No recente e impactante episódio do nosso programa "Pompa porque o Mundo Precisa de Água" do Instituto Água Sustentável, tivemos uma conversa aprofundada com José Gescilam S. M. Uchôa (referido neste post como Uchôa) e Paulo Tarso S. Oliveira (Oliveira), os principais autores de um artigo inovador que está agitando as discussões científicas e despertando a atenção do público em geral: "Widespread potential for streamflow leakage across Brazil" (Potencial generalizado de perda de água de rios no Brasil, tradução livre). Esta pesquisa seminal lança luz sobre a complexa e importante interação entre rios e aquíferos em território brasileiro, revelando um cenário com implicações significativas para a gestão hídrica.

Fonte: https://www.nature.com/articles/s41467-024-54370-3

O Professor Água, Everton de Oliveira, conduziu a entrevista com os pesquisadores, que compartilharam sua surpresa com a extraordinária repercussão do estudo. Oliveira (autor) destacou a importância de artigos científicos alcançarem um público amplo. Uchôa e Oliveira, ambos com forte ligação com a Escola de Engenharia de São Carlos (USP), explicaram como a colaboração para esta pesquisa nasceu de interações acadêmicas e uma afinidade de interesses na área de bacias hidrográficas e interações rio-aquífero. O time multidisciplinar envolveu pesquisadores de diversas instituições do Brasil e do exterior, como a Universidade da Califórnia em Santa Bárbara e a Colorado State University.

Veja a entrevista aqui: https://youtu.be/MSF8yZ45GcM?si=yZrlefyDnjmNXkDP

Metodologia para seleção de dados consistentes

Oliveira detalhou a metodologia da pesquisa, que se inspirou no trabalho pioneiro do Professor Scott Jasechko nos Estados Unidos. A abordagem central envolveu a análise comparativa dos níveis de água em milhares de poços com a elevação dos rios mais próximos. No entanto, os pesquisadores enfatizaram os desafios significativos na obtenção de dados confiáveis em escala nacional no Brasil, contrastando com a maior disponibilidade de informações nos EUA. Para assegurar uma conexão hidráulica plausível entre os poços e os rios, foram aplicados critérios rigorosos, como uma distância máxima de 1 km e uma profundidade de poço inferior a 100 metros, visando principalmente aquíferos livres. Esta seleção resultou na análise de aproximadamente 17.972 poços de um total inicial de 146.234 com dados consistentes.

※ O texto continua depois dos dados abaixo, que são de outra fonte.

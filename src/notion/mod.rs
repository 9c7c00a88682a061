use anyhow::{anyhow, Context, Result};
use async_trait::async_trait;
use reqwest::{Client, Method, StatusCode, Url};
use serde::de::DeserializeOwned;
use serde_json::{json, Value};
use std::fmt;
use tracing::{debug, warn};

use crate::notion::model::{Block, BlockChildrenResp, CreatedObjectResp, RetrieveDatabaseResp};

pub mod model;

const NOTION_API_BASE: &str = "https://api.notion.com/";

#[derive(Clone)]
pub struct NotionClient {
    http: Client,
    base_url: Url,
    token: String,
    version: String,
}

impl fmt::Debug for NotionClient {
    fn fmt(&self, f: &mut fmt::Formatter<'_>) -> fmt::Result {
        f.debug_struct("NotionClient")
            .field("base_url", &self.base_url)
            .finish_non_exhaustive()
    }
}

/// The Notion calls the sync needs. `create_*` take ready-made request bodies
/// and return the id of the created object.
#[async_trait]
pub trait NotionService: Send + Sync {
    async fn list_block_children(&self, block_id: &str) -> Result<Vec<Block>>;

    async fn retrieve_database(&self, database_id: &str) -> Result<RetrieveDatabaseResp>;

    async fn archive_block(&self, block_id: &str) -> Result<()>;

    async fn create_database(&self, body: Value) -> Result<String>;

    async fn create_page(&self, body: Value) -> Result<String>;
}

impl NotionClient {
    pub fn new(token: String, version: String) -> Self {
        let base_url = Url::parse(NOTION_API_BASE).expect("valid default Notion URL");
        Self::with_base_url(token, version, base_url)
    }

    pub fn with_base_url(token: String, version: String, base_url: Url) -> Self {
        let http = Client::builder()
            .user_agent("drive-reading-list/0.1")
            .no_proxy()
            .build()
            .expect("reqwest client");
        Self {
            http,
            base_url,
            token,
            version,
        }
    }

    pub fn build_request(
        &self,
        method: Method,
        path: &str,
        body: Option<&Value>,
    ) -> Result<reqwest::Request> {
        let endpoint = self
            .base_url
            .join(path)
            .context("invalid Notion base URL")?;
        let mut builder = self
            .http
            .request(method, endpoint)
            .header("Authorization", format!("Bearer {}", self.token))
            .header("Notion-Version", &self.version);
        if let Some(body) = body {
            builder = builder
                .header("Content-Type", "application/json")
                .json(body);
        }
        builder.build().context("failed to build Notion request")
    }

    async fn execute<T: DeserializeOwned>(
        &self,
        method: Method,
        path: &str,
        body: Option<&Value>,
    ) -> Result<T> {
        let request = self.build_request(method, path, body)?;
        debug!(method=%request.method(), url=%request.url(), "sending notion request");
        if let Some(body) = body {
            debug!(payload=%body, "notion request payload");
        }

        let res = self
            .http
            .execute(request)
            .await
            .context("failed to reach Notion")?;

        if res.status() == StatusCode::TOO_MANY_REQUESTS {
            let body = res.text().await.unwrap_or_default();
            warn!("Rate limited by Notion: {}", body);
            return Err(anyhow!("received 429 from Notion: {}", body));
        }
        if !res.status().is_success() {
            let status = res.status();
            let body = res.text().await.unwrap_or_default();
            return Err(anyhow!("notion error {}: {}", status, body));
        }

        res.json::<T>().await.context("invalid Notion response")
    }

    /// First page of direct children of a block or page.
    pub async fn list_block_children(&self, block_id: &str) -> Result<Vec<Block>> {
        let path = format!("v1/blocks/{}/children?page_size=100", block_id);
        let resp: BlockChildrenResp = self.execute(Method::GET, &path, None).await?;
        if resp.has_more {
            warn!(block_id, "block has more children than one page; only the first page is inspected");
        }
        Ok(resp.results)
    }

    pub async fn retrieve_database(&self, database_id: &str) -> Result<RetrieveDatabaseResp> {
        let path = format!("v1/databases/{}", database_id);
        self.execute(Method::GET, &path, None).await
    }

    pub async fn archive_block(&self, block_id: &str) -> Result<()> {
        let path = format!("v1/blocks/{}", block_id);
        let body = json!({ "archived": true });
        let _: Value = self.execute(Method::PATCH, &path, Some(&body)).await?;
        Ok(())
    }

    pub async fn create_database(&self, body: Value) -> Result<String> {
        let created: CreatedObjectResp = self
            .execute(Method::POST, "v1/databases", Some(&body))
            .await?;
        Ok(created.id)
    }

    pub async fn create_page(&self, body: Value) -> Result<String> {
        let created: CreatedObjectResp = self.execute(Method::POST, "v1/pages", Some(&body)).await?;
        Ok(created.id)
    }
}

#[async_trait]
impl NotionService for NotionClient {
    async fn list_block_children(&self, block_id: &str) -> Result<Vec<Block>> {
        NotionClient::list_block_children(self, block_id).await
    }

    async fn retrieve_database(&self, database_id: &str) -> Result<RetrieveDatabaseResp> {
        NotionClient::retrieve_database(self, database_id).await
    }

    async fn archive_block(&self, block_id: &str) -> Result<()> {
        NotionClient::archive_block(self, block_id).await
    }

    async fn create_database(&self, body: Value) -> Result<String> {
        NotionClient::create_database(self, body).await
    }

    async fn create_page(&self, body: Value) -> Result<String> {
        NotionClient::create_page(self, body).await
    }
}
//! One reading list entry per Drive file.
use serde_json::{json, Value};
use tracing::{debug, info, instrument, warn};

use crate::google::model::RemoteFile;
use crate::model::{ItemFailure, ReadingStatus};
use crate::notion::NotionService;
use crate::reading_list::{PROP_LINK, PROP_NAME, PROP_STATUS};

#[derive(Debug, Default, Clone, PartialEq, Eq)]
pub struct ImportOutcome {
    pub imported: Vec<String>,
    pub failures: Vec<ItemFailure>,
}

/// Entry title for a file: the first ".pdf" in the name is removed, so
/// "a.pdf.pdf" becomes "a.pdf".
pub fn display_title(file_name: &str) -> String {
    file_name.replacen(".pdf", "", 1)
}

/// Body for `POST /v1/pages`: a row in `database_id` with status "To Read",
/// the file's link and an embed block previewing it.
pub fn build_entry_request(database_id: &str, file: &RemoteFile) -> Value {
    json!({
        "parent": { "database_id": database_id },
        "properties": {
            PROP_NAME: { "title": [ { "text": { "content": display_title(&file.name) } } ] },
            PROP_STATUS: { "select": { "name": ReadingStatus::ToRead.as_str() } },
            PROP_LINK: { "url": file.web_view_link },
        },
        "children": [
            { "type": "embed", "embed": { "url": file.web_view_link } }
        ],
    })
}

/// Create an entry for each file in the order given. A failed creation is
/// recorded against the file name and the remaining files are still imported.
#[instrument(skip(notion, files), fields(count = files.len()))]
pub async fn import_entries(
    notion: &dyn NotionService,
    database_id: &str,
    files: &[RemoteFile],
) -> ImportOutcome {
    let mut outcome = ImportOutcome::default();
    for file in files {
        match notion.create_page(build_entry_request(database_id, file)).await {
            Ok(page_id) => {
                info!("Successfully created a page for: {}", file.name);
                debug!(%page_id, "created reading list entry");
                outcome.imported.push(file.name.clone());
            }
            Err(err) => {
                warn!("Error creating page for {}: {:#}", file.name, err);
                outcome.failures.push(ItemFailure::new(&file.name, &err));
            }
        }
    }
    outcome
}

Rios naturalmente influentes (losing)

Durante a entrevista, a distinção entre rios influentes (ou perdedores, "losing rivers") e rios efluentes (ou ganhadores, "gaining rivers") foi claramente explicada. Rios influentes são aqueles que perdem água para o aquífero subjacente, seja naturalmente ou induzidos por atividades humanas, enquanto rios efluentes recebem água do aquífero, contribuindo para sua vazão perene.

O achado mais divulgado da pesquisa, de que 55% dos rios avaliados demonstraram potencial para perder água para os aquíferos, gerou grande debate. É crucial reiterar, conforme sublinharam Uchôa e Oliveira, que esta porcentagem se aplica especificamente aos rios onde havia dados de poços próximos e que atendiam aos critérios estabelecidos para a análise. Rios em áreas remotas ou sem monitoramento de poços próximos não foram incluídos na avaliação. Em regiões com intenso uso de água subterrânea, como as importantes bacias do São Francisco e do Verde Grande, a proporção de rios potencialmente perdedores é ainda mais elevada, atingindo cerca de 60% e 74%, respectivamente. Salientaram, entretanto, que rios intermitentes do semi-árido brasileiro são naturalmente efluentes, independente da existência de poços.

Lidando com incertezas

Os pesquisadores também abordaram as inevitáveis incertezas em um estudo de abrangência nacional. A estimativa da elevação da superfície da água nos rios foi baseada em dados de elevação do terreno (NASADEM) com resolução de 30 metros, corrigidos por uma correlação com a altura da cheia estimada (Q95). A ausência de dados geomorfológicos detalhados dos rios em escala nacional, como largura e profundidade, introduz limitações na precisão dessa estimativa, especialmente para rios maiores. A predominância de dados estáticos de nível de água nos poços (medições pontuais) em contraste com dados de monitoramento contínuo, como os da Rede Integrada de Monitoramento de Águas Subterrâneas (RIMAS), também representa um desafio para compreender as flutuações dinâmicas nas trocas rio-aquífero, particularmente em áreas com alta demanda de água subterrânea.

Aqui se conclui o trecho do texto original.